> WORK INSTRUCTIONS
Report every line of the data that includes "contains".

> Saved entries
============================================================
// SPDX-License-Identifier: Apache-2.0

//! Bit-vector theory plugin for a DPLL(T) SMT core.
//!
//! Bit-vector terms are blasted into boolean gates owned by the core (see
//! [`SmtCore`]); [`TheoryBv`] keeps the bits of equal terms consistent,
//! expands disequalities, and reports terms that become equal by value.

pub mod atoms;
pub mod cancel;
pub mod circuit;
pub mod config;
pub mod core;
pub mod error;
pub mod fixed_values;
pub mod justification;
pub mod literal;
pub mod operators;
pub mod stats;
pub mod term;
pub mod theory_bv;
pub mod trail;
pub mod union_find;
pub mod value;
pub mod var_store;
pub mod zero_one;

pub use crate::cancel::CancelToken;
pub use crate::config::BvConfig;
pub use crate::core::{FinalCheck, JustificationId, SmtCore};
pub use crate::error::BvError;
pub use crate::justification::BvJustification;
pub use crate::literal::{BoolVar, LBool, Literal};
pub use crate::stats::BvStats;
pub use crate::term::{Op, Sort, Term, TermId, TermManager};
pub use crate::theory_bv::TheoryBv;
pub use crate::value::BvValue;
pub use crate::var_store::TheoryVar;
pub use bvtheory_blast::AdderMapping;
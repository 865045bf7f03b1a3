// SPDX-License-Identifier: Apache-2.0

pub mod eval;
pub mod mini_core;
pub mod solver;
pub mod term_gen;

pub use eval::{Model, Value};
pub use mini_core::MiniCore;
pub use solver::{Solver, SolverResult};
pub use term_gen::{TermGen, brute_force};

pub fn init_logger() {
    let _ = env_logger::builder().is_test(true).try_init();
}
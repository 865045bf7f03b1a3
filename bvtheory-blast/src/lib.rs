// SPDX-License-Identifier: Apache-2.0

//! Bit-blasting library: an and-inverter graph builder plus the bit-vector
//! operator circuits the theory plugin lowers terms through.

pub mod adders;
pub mod aig_hasher;
pub mod aig_simplify;
pub mod blast;
pub mod equiv_varisat;
pub mod gate;
pub mod gate_builder;
pub mod gate_sim;
pub mod topo;

pub use crate::adders::AdderMapping;
pub use crate::gate::{AigBitVector, AigNode, AigOperand, AigRef};
pub use crate::gate_builder::{GateBuilder, GateBuilderOptions, ReductionKind};
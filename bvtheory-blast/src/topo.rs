// SPDX-License-Identifier: Apache-2.0

//! Graph walks over and-inverter graphs. Both are iterative so deep carry
//! chains do not exhaust the stack.

use std::collections::{HashMap, HashSet};

use crate::gate::{AigNode, AigRef};

/// Nodes in the fan-in of `roots`, operands before users, each node once
/// regardless of edge polarity. Nodes already keyed in `done` are treated
/// as visited and left out.
pub fn postorder_for_aig_refs_node_only(
    roots: &[AigRef],
    nodes: &[AigNode],
    done: &HashMap<AigRef, impl Sized>,
) -> Vec<AigRef> {
    let mut emitted: HashSet<AigRef> = HashSet::new();
    let mut order = Vec::new();
    // (node, whether its operands have been pushed)
    let mut stack: Vec<(AigRef, bool)> = roots.iter().rev().map(|r| (*r, false)).collect();
    while let Some((current, expanded)) = stack.pop() {
        if done.contains_key(&current) || emitted.contains(&current) {
            continue;
        }
        if expanded {
            emitted.insert(current);
            order.push(current);
            continue;
        }
        stack.push((current, true));
        for operand in nodes[current.id].get_operands().iter().rev() {
            if !done.contains_key(&operand.node) && !emitted.contains(&operand.node) {
                stack.push((operand.node, false));
            }
        }
    }
    order
}

/// The transitive fan-in of `roots`: non-leaf nodes in ascending id order
/// (a topological order, since operands are created first) and the set of
/// leaves.
pub fn extract_cone(roots: &[AigRef], nodes: &[AigNode]) -> (Vec<AigRef>, HashSet<AigRef>) {
    let mut seen = vec![false; nodes.len()];
    let mut pending: Vec<AigRef> = roots.to_vec();
    let mut leaves = HashSet::new();
    while let Some(current) = pending.pop() {
        if std::mem::replace(&mut seen[current.id], true) {
            continue;
        }
        match &nodes[current.id] {
            AigNode::Leaf { .. } => {
                leaves.insert(current);
            }
            node => pending.extend(node.get_operands().iter().map(|op| op.node)),
        }
    }
    let interior = seen
        .iter()
        .enumerate()
        .filter(|(id, in_cone)| **in_cone && !leaves.contains(&AigRef { id: *id }))
        .map(|(id, _)| AigRef { id })
        .collect();
    (interior, leaves)
}
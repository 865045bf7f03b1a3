// SPDX-License-Identifier: Apache-2.0

//! Operator table: each blastable bit-vector operator maps to an arity class
//! and a circuit over its argument bits. [`blast`] is the single generic
//! routine that applies an entry.

use bvtheory_blast::blast::{self, ShiftKind};
use bvtheory_blast::{AdderMapping, AigBitVector, AigOperand, GateBuilder};

use crate::term::Op;

#[derive(Debug, Clone, Copy, PartialEq, Eq)]
pub enum ArityClass {
    Unary,
    Binary,
    /// Associative n-ary operator, folded right to left over a binary
    /// circuit.
    Chain,
    /// Result bits are argument bits, rearranged or extended by constants.
    Wiring,
}

/// Circuit builder for one operator. The `[usize; 2]` holds the operator's
/// numeric parameters (extension width, rotation amount, extract bounds).
pub type BlastFn = fn(&mut GateBuilder, AdderMapping, [usize; 2], &[AigBitVector]) -> AigBitVector;

#[derive(Clone, Copy)]
pub struct OperatorEntry {
    pub arity: ArityClass,
    pub params: [usize; 2],
    pub blast: BlastFn,
}

impl std::fmt::Debug for OperatorEntry {
    fn fmt(&self, f: &mut std::fmt::Formatter<'_>) -> std::fmt::Result {
        f.debug_struct("OperatorEntry")
            .field("arity", &self.arity)
            .field("params", &self.params)
            .finish_non_exhaustive()
    }
}

fn entry(arity: ArityClass, blast: BlastFn) -> Option<OperatorEntry> {
    entry_with(arity, [0, 0], blast)
}

fn entry_with(arity: ArityClass, params: [usize; 2], blast: BlastFn) -> Option<OperatorEntry> {
    Some(OperatorEntry {
        arity,
        params,
        blast,
    })
}

fn bit(op: AigOperand) -> AigBitVector {
    op.into()
}

/// `None` for operators that are not blasted through the table: numerals,
/// constants, the division-by-zero family (left uninterpreted), the atoms
/// handled directly by the theory, and core-owned booleans.
pub fn lookup(op: &Op) -> Option<OperatorEntry> {
    use ArityClass::*;
    match op {
        Op::Add => entry(Chain, |gb, m, _, a| blast::gatify_add(gb, m, &a[0], &a[1])),
        Op::Mul => entry(Chain, |gb, m, _, a| blast::gatify_umul(gb, m, &a[0], &a[1])),
        Op::SDivI => entry(Binary, |gb, m, _, a| blast::gatify_sdiv(gb, m, &a[0], &a[1])),
        Op::UDivI => entry(Binary, |gb, _, _, a| blast::gatify_udiv_urem(gb, &a[0], &a[1]).0),
        Op::SRemI => entry(Binary, |gb, m, _, a| blast::gatify_srem(gb, m, &a[0], &a[1])),
        Op::URemI => entry(Binary, |gb, _, _, a| blast::gatify_udiv_urem(gb, &a[0], &a[1]).1),
        Op::SModI => entry(Binary, |gb, m, _, a| blast::gatify_smod(gb, m, &a[0], &a[1])),
        Op::BvAnd => entry(Chain, |gb, _, _, a| gb.add_and_vec(&a[0], &a[1])),
        Op::BvOr => entry(Chain, |gb, _, _, a| gb.add_or_vec(&a[0], &a[1])),
        Op::BvXor => entry(Chain, |gb, _, _, a| gb.add_xor_vec(&a[0], &a[1])),
        Op::BvNand => entry(Chain, |gb, _, _, a| blast::gatify_nand(gb, &a[0], &a[1])),
        Op::BvNor => entry(Chain, |gb, _, _, a| blast::gatify_nor(gb, &a[0], &a[1])),
        Op::BvXnor => entry(Chain, |gb, _, _, a| gb.add_xnor_vec(&a[0], &a[1])),
        Op::BvNot => entry(Unary, |gb, _, _, a| gb.add_not_vec(&a[0])),
        Op::RedOr => entry(Unary, |gb, _, _, a| blast::gatify_redor(gb, &a[0])),
        Op::RedAnd => entry(Unary, |gb, _, _, a| blast::gatify_redand(gb, &a[0])),
        Op::Comp => entry(Binary, |gb, _, _, a| blast::gatify_comp(gb, &a[0], &a[1])),
        Op::Shl => entry(Binary, |gb, _, _, a| {
            blast::gatify_shift(gb, ShiftKind::Shl, &a[0], &a[1])
        }),
        Op::LShr => entry(Binary, |gb, _, _, a| {
            blast::gatify_shift(gb, ShiftKind::LShr, &a[0], &a[1])
        }),
        Op::AShr => entry(Binary, |gb, _, _, a| {
            blast::gatify_shift(gb, ShiftKind::AShr, &a[0], &a[1])
        }),
        Op::ExtRotateLeft => entry(Binary, |gb, _, _, a| {
            blast::gatify_ext_rotate(gb, true, &a[0], &a[1])
        }),
        Op::ExtRotateRight => entry(Binary, |gb, _, _, a| {
            blast::gatify_ext_rotate(gb, false, &a[0], &a[1])
        }),
        Op::Concat => entry(Wiring, |_, _, _, a| blast::gatify_concat(a)),
        Op::SignExt(n) => entry_with(Wiring, [*n, 0], |gb, _, p, a| {
            blast::gatify_sign_ext(gb, p[0], &a[0])
        }),
        Op::ZeroExt(n) => entry_with(Wiring, [*n, 0], |_, _, p, a| {
            blast::gatify_zero_ext(p[0], &a[0])
        }),
        Op::Extract { high, low } => entry_with(Wiring, [*high, *low], |_, _, p, a| {
            blast::gatify_extract(&a[0], p[0], p[1])
        }),
        Op::RotateLeft(n) => entry_with(Wiring, [*n, 0], |_, _, p, a| {
            blast::gatify_rotate_left(&a[0], p[0])
        }),
        Op::RotateRight(n) => entry_with(Wiring, [*n, 0], |_, _, p, a| {
            blast::gatify_rotate_right(&a[0], p[0])
        }),
        Op::MkBv => entry(Wiring, |_, _, _, a| {
            let bits: Vec<AigOperand> = a.iter().map(|arg| *arg.get_lsb(0)).collect();
            AigBitVector::from_lsb_is_index_0(&bits)
        }),
        Op::ULeq => entry(Binary, |gb, _, _, a| bit(blast::gatify_ule(gb, &a[0], &a[1]))),
        Op::SLeq => entry(Binary, |gb, _, _, a| bit(blast::gatify_sle(gb, &a[0], &a[1]))),
        Op::UMulNoOvfl => entry(Binary, |gb, m, _, a| {
            bit(blast::gatify_umul_no_overflow(gb, m, &a[0], &a[1]))
        }),
        Op::SMulNoOvfl => entry(Binary, |gb, m, _, a| {
            bit(blast::gatify_smul_no_overflow(gb, m, &a[0], &a[1]))
        }),
        Op::SMulNoUdfl => entry(Binary, |gb, m, _, a| {
            bit(blast::gatify_smul_no_underflow(gb, m, &a[0], &a[1]))
        }),
        Op::Const { .. }
        | Op::Num(_)
        | Op::SDiv0
        | Op::UDiv0
        | Op::SRem0
        | Op::URem0
        | Op::SMod0
        | Op::Bit2Bool(_)
        | Op::Xor3
        | Op::Carry
        | Op::BoolConst(_)
        | Op::True
        | Op::False
        | Op::Eq
        | Op::Not
        | Op::Or
        | Op::And => None,
    }
}

/// Applies `entry` to the argument bit vectors.
pub fn blast(
    entry: &OperatorEntry,
    gb: &mut GateBuilder,
    mapping: AdderMapping,
    args: &[AigBitVector],
) -> AigBitVector {
    let params = entry.params;
    match entry.arity {
        ArityClass::Unary => {
            debug_assert_eq!(args.len(), 1);
            (entry.blast)(gb, mapping, params, args)
        }
        ArityClass::Binary => {
            debug_assert_eq!(args.len(), 2);
            (entry.blast)(gb, mapping, params, args)
        }
        ArityClass::Wiring => (entry.blast)(gb, mapping, params, args),
        ArityClass::Chain => {
            let (last, rest) = args
                .split_last()
                .expect("chain operators take at least two arguments");
            let mut bits = last.clone();
            for arg in rest.iter().rev() {
                bits = (entry.blast)(gb, mapping, params, &[arg.clone(), bits]);
            }
            bits
        }
    }
}

#[cfg(test)]
mod tests {
    use super::*;
    use bitvec::prelude::*;
    use bvtheory_blast::{GateBuilderOptions, gate_sim};
    use pretty_assertions::assert_eq;
    use test_case::test_case;

    fn constant(gb: &GateBuilder, value: u64, width: usize) -> AigBitVector {
        let bits: BitVec = (0..width).map(|i| (value >> i) & 1 == 1).collect();
        gb.add_literal(&bits)
    }

    fn blast_constants(op: Op, args: &[(u64, usize)]) -> u64 {
        let mut gb = GateBuilder::new(GateBuilderOptions::opt());
        let args: Vec<AigBitVector> = args
            .iter()
            .map(|(value, width)| constant(&gb, *value, *width))
            .collect();
        let entry = lookup(&op).unwrap();
        let out = blast(&entry, &mut gb, AdderMapping::default(), &args);
        let no_leaves: BitVec = BitVec::new();
        gate_sim::eval_u64(&gb.gates, &no_leaves, &out)
    }

    #[test_case(Op::Add, &[(3, 4), (9, 4), (7, 4)], 3; "add chain wraps")]
    #[test_case(Op::Mul, &[(3, 4), (7, 4)], 5; "mul truncates")]
    #[test_case(Op::UDivI, &[(7, 4), (0, 4)], 15; "udiv by zero")]
    #[test_case(Op::URemI, &[(7, 4), (0, 4)], 7; "urem by zero")]
    #[test_case(Op::BvNand, &[(0b1100, 4), (0b1010, 4), (0b0110, 4)], 0b0011; "nand folds right")]
    #[test_case(Op::Concat, &[(0b10, 2), (0b011, 3)], 0b10011; "concat msb first")]
    #[test_case(Op::Extract { high: 3, low: 1 }, &[(0b1010, 4)], 0b101; "extract")]
    #[test_case(Op::SignExt(2), &[(0b10, 2)], 0b1110; "sign extend")]
    #[test_case(Op::RotateLeft(1), &[(0b1001, 4)], 0b0011; "rotate left")]
    #[test_case(Op::AShr, &[(0b1000, 4), (9, 4)], 0b1111; "ashr past width")]
    #[test_case(Op::ExtRotateRight, &[(0b0001, 4), (5, 4)], 0b1000; "ext rotate modulo width")]
    #[test_case(Op::Comp, &[(5, 4), (5, 4)], 1; "comp")]
    #[test_case(Op::SLeq, &[(0b1000, 4), (0, 4)], 1; "sle negative")]
    #[test_case(Op::UMulNoOvfl, &[(4, 4), (4, 4)], 0; "umul overflows")]
    fn test_blast_constants(op: Op, args: &[(u64, usize)], want: u64) {
        let _ = env_logger::builder().is_test(true).try_init();
        assert_eq!(blast_constants(op, args), want);
    }

    #[test]
    fn test_declined_ops() {
        for op in [Op::UDiv0, Op::SMod0, Op::Xor3, Op::Eq, Op::Num(crate::value::BvValue::zero(1))] {
            assert!(lookup(&op).is_none(), "{:?}", op);
        }
        assert_eq!(lookup(&Op::Add).unwrap().arity, ArityClass::Chain);
        assert_eq!(lookup(&Op::MkBv).unwrap().arity, ArityClass::Wiring);
        assert_eq!(lookup(&Op::Extract { high: 5, low: 2 }).unwrap().params, [5, 2]);
    }
}
// SPDX-License-Identifier: Apache-2.0

use std::path::Path;

use anyhow::Context;
use bvtheory_blast::{AdderMapping, GateBuilderOptions};
use serde::{Deserialize, Serialize};

use crate::error::BvError;

#[derive(Debug, Clone, PartialEq, Eq, Serialize, Deserialize)]
#[serde(default, deny_unknown_fields)]
pub struct BvConfig {
    /// Terms with an operand or result wider than this are not blasted; the
    /// theory then reports incompleteness at final check. `None` is
    /// unlimited.
    pub blast_max_size: Option<usize>,

    /// Defer the axioms tying an order atom to its definition until the atom
    /// becomes relevant. Only takes effect when the core tracks relevancy.
    pub lazy_order_atoms: bool,

    pub adder_mapping: AdderMapping,

    /// Constant folding in the gate builder.
    pub fold: bool,

    /// Structural hashing in the gate builder.
    pub hash: bool,
}

impl Default for BvConfig {
    fn default() -> Self {
        BvConfig {
            blast_max_size: None,
            lazy_order_atoms: false,
            adder_mapping: AdderMapping::default(),
            fold: true,
            hash: true,
        }
    }
}

impl BvConfig {
    pub fn from_toml_str(text: &str) -> Result<Self, BvError> {
        toml::from_str(text).map_err(|e| BvError::Config(e.to_string()))
    }

    pub fn from_toml_file(path: &Path) -> anyhow::Result<Self> {
        let text = std::fs::read_to_string(path)
            .with_context(|| format!("reading bv config {}", path.display()))?;
        let config = Self::from_toml_str(&text)
            .with_context(|| format!("parsing bv config {}", path.display()))?;
        log::debug!("loaded bv config from {}: {:?}", path.display(), config);
        Ok(config)
    }

    pub fn gate_builder_options(&self) -> GateBuilderOptions {
        GateBuilderOptions {
            fold: self.fold,
            hash: self.hash,
        }
    }

    /// Whether a sort of `width` bits is within the blasting limit.
    pub fn within_blast_limit(&self, width: usize) -> bool {
        self.blast_max_size.is_none_or(|max| width <= max)
    }
}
============================================================
> EXERCISE RESPONSE
        if done.contains_key(&current) || emitted.contains(&current) {
            if !done.contains_key(&operand.node) && !emitted.contains(&operand.node) {
        .filter(|(id, in_cone)| **in_cone && !leaves.contains(&AigRef { id: *id }))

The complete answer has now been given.